Nairaland is where most Nigerians first search for funeral, probate, and estate settlement advice — and the information there is dangerously unreliable. Not because the posters are dishonest, but because each person describes their one experience, in one state, under one customary system, and presents it as universal. When you are making time-sensitive decisions about death registration, bank accounts, and burial rights, advice that was correct in Lagos under Yoruba custom may be catastrophically wrong in Enugu under Igbo custom.

If you need a reliable, comprehensive alternative, the Guide to Funeral Customs and Burial Rights in Nigeria covers all 36 states, all major customary systems, and the statutory framework that applies everywhere.

What Nairaland Gets Wrong Most Often

"Just go to the bank with the death certificate and Next of Kin letter"

This advice appears in dozens of Nairaland threads and is completely wrong. The "Next of Kin" designation on a Nigerian bank account is an emergency contact — it gives zero legal authority to access funds. The bank will not release a single naira based on a death certificate and a Next of Kin letter. You need a Grant of Probate or Letters of Administration from the State High Court. Every thread that says otherwise describes a situation where either the bank broke its own rules (and the poster may face future liability) or the poster is confusing the process with something else.

"Estate duty is 10% of what's left after debts"

Wrong. Estate duty in most Nigerian states is calculated on gross assets — before debts are subtracted. An estate with ₦20 million in assets and ₦15 million in debts pays duty on ₦20 million, not ₦5 million. Filing with the wrong calculation gets your probate application rejected and restarted. Multiple Nairaland threads perpetuate this error.

"The eldest son controls everything"

This is true under some Igbo customs (the Okpara has authority within the Umunna system) but false under Yoruba custom (surviving spouse and children hold primary authority), false under statutory law for couples married under the Marriage Act (which overrides all customary succession), and irrelevant under Islamic succession in Northern Nigeria (where Sharia inheritance rules apply). Nairaland threads rarely specify which legal framework they are describing.

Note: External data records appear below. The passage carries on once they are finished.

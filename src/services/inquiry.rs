//! Inquiry service
//!
//! Accepts inquiries about published listings. An identified user (user id
//! above zero) may send one inquiry per listing; anonymous visitors may send
//! any number.
//!
//! The existence check gives a friendly rejection in the common case. Two
//! concurrent submissions can both pass it, so the insert itself is guarded
//! by a unique index and a violation is reported as the same duplicate.

use crate::db::repositories::{is_unique_violation, InquiryRepository, ListingRepository};
use crate::models::{CreateInquiryInput, Inquiry, ValidationError};
use anyhow::Context;
use std::sync::Arc;

/// Error types for inquiry service operations
#[derive(Debug, thiserror::Error)]
pub enum InquiryServiceError {
    #[error("Listing not found: {0}")]
    NotFound(i64),

    #[error("Validation error: {0}")]
    ValidationError(#[from] ValidationError),

    #[error("User {user_id} has already made an inquiry for listing {listing_id}")]
    DuplicateInquiry { listing_id: i64, user_id: i64 },

    #[error("Internal error: {0}")]
    InternalError(#[from] anyhow::Error),
}

pub struct InquiryService {
    repo: Arc<dyn InquiryRepository>,
    listing_repo: Arc<dyn ListingRepository>,
}

impl InquiryService {
    pub fn new(repo: Arc<dyn InquiryRepository>, listing_repo: Arc<dyn ListingRepository>) -> Self {
        Self { repo, listing_repo }
    }

    /// Reject an identified user who already asked about this listing.
    ///
    /// Anonymous requests (user id <= 0) always pass.
    pub async fn check_duplicate(
        &self,
        listing_id: i64,
        user_id: i64,
    ) -> Result<(), InquiryServiceError> {
        if user_id <= 0 {
            return Ok(());
        }
        let exists = self
            .repo
            .exists(listing_id, user_id)
            .await
            .context("Failed to check for an existing inquiry")?;
        if exists {
            return Err(InquiryServiceError::DuplicateInquiry { listing_id, user_id });
        }
        Ok(())
    }

    /// Check the listing, then validate, deduplicate and store an inquiry
    pub async fn submit(&self, mut input: CreateInquiryInput) -> Result<Inquiry, InquiryServiceError> {
        let listing = self
            .listing_repo
            .get_by_id(input.listing_id)
            .await
            .context("Failed to look up listing for inquiry")?
            .filter(|listing| listing.is_published)
            .ok_or(InquiryServiceError::NotFound(input.listing_id))?;

        input.validate()?;

        if input.listing.is_empty() {
            input.listing = listing.title;
        }

        if let Err(err) = self.check_duplicate(input.listing_id, input.user_id).await {
            if matches!(err, InquiryServiceError::DuplicateInquiry { .. }) {
                tracing::warn!(
                    listing_id = input.listing_id,
                    user_id = input.user_id,
                    "Rejected duplicate inquiry"
                );
            }
            return Err(err);
        }

        let inquiry = match self.repo.create(&input).await {
            Ok(inquiry) => inquiry,
            Err(err) if is_unique_violation(&err) => {
                tracing::warn!(
                    listing_id = input.listing_id,
                    user_id = input.user_id,
                    "Concurrent duplicate inquiry rejected by constraint"
                );
                return Err(InquiryServiceError::DuplicateInquiry {
                    listing_id: input.listing_id,
                    user_id: input.user_id,
                });
            }
            Err(err) => return Err(err.context("Failed to store inquiry").into()),
        };

        tracing::info!(
            inquiry_id = inquiry.id,
            listing_id = inquiry.listing_id,
            anonymous = inquiry.is_anonymous(),
            "Inquiry submitted"
        );
        Ok(inquiry)
    }

    /// Inquiries made by one identified user, newest first
    pub async fn list_by_user(&self, user_id: i64) -> Result<Vec<Inquiry>, InquiryServiceError> {
        let inquiries = self
            .repo
            .list_by_user(user_id)
            .await
            .context("Failed to list inquiries")?;
        Ok(inquiries)
    }
}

"You have 30 days to register the death"

The NPC (National Population Commission) provides free registration within 7 days. After 7 days, late filing fees apply. After 30 days, you need approval from the Deputy Chief Registrar — a more complex process that can take weeks. The "30 days" advice causes families to miss the free window and pay unnecessary fees.

What Better Alternatives Exist

Source Strengths Limitations
Structured funeral law guide Covers all states, all customs, sequential process One-time cost
Probate attorney consultation Expert advice for your specific case ₦200,000–₦500,000+ for full representation
NPC website Official forms and office locations No troubleshooting for rejections or NIN mismatches
LAPRS portal (Lagos) Self-service probate application Lagos only; no guidance on estate duty calculation
Nairaland Free, searchable Unverified, state-specific, often wrong
Family members who "went through it" Contextual, trusted One experience ≠ universal truth

The most cost-effective approach for most families is a comprehensive guide that maps the entire process across all Nigerian legal systems, supplemented by a probate attorney only if the Will is contested or the estate is genuinely complex.

Why Forum Advice Is Especially Dangerous for Nigerian Funerals

Nigeria operates three parallel legal systems for bereavement: statutory law (the Administration of Estates Law, the Marriage Act), customary law (which varies by ethnic group and region), and Islamic law (which governs personal status in Northern states). A piece of advice that is legally correct under one system can be actionable under another and irrelevant under a third.

When a Nairaland poster says "the family head decides burial location," they may be describing Igbo custom accurately — but this advice is wrong for a Yoruba family, wrong for a couple married under the Marriage Act, and wrong for a Muslim family in Kano. The post does not specify which system applies because the poster does not know the distinction matters.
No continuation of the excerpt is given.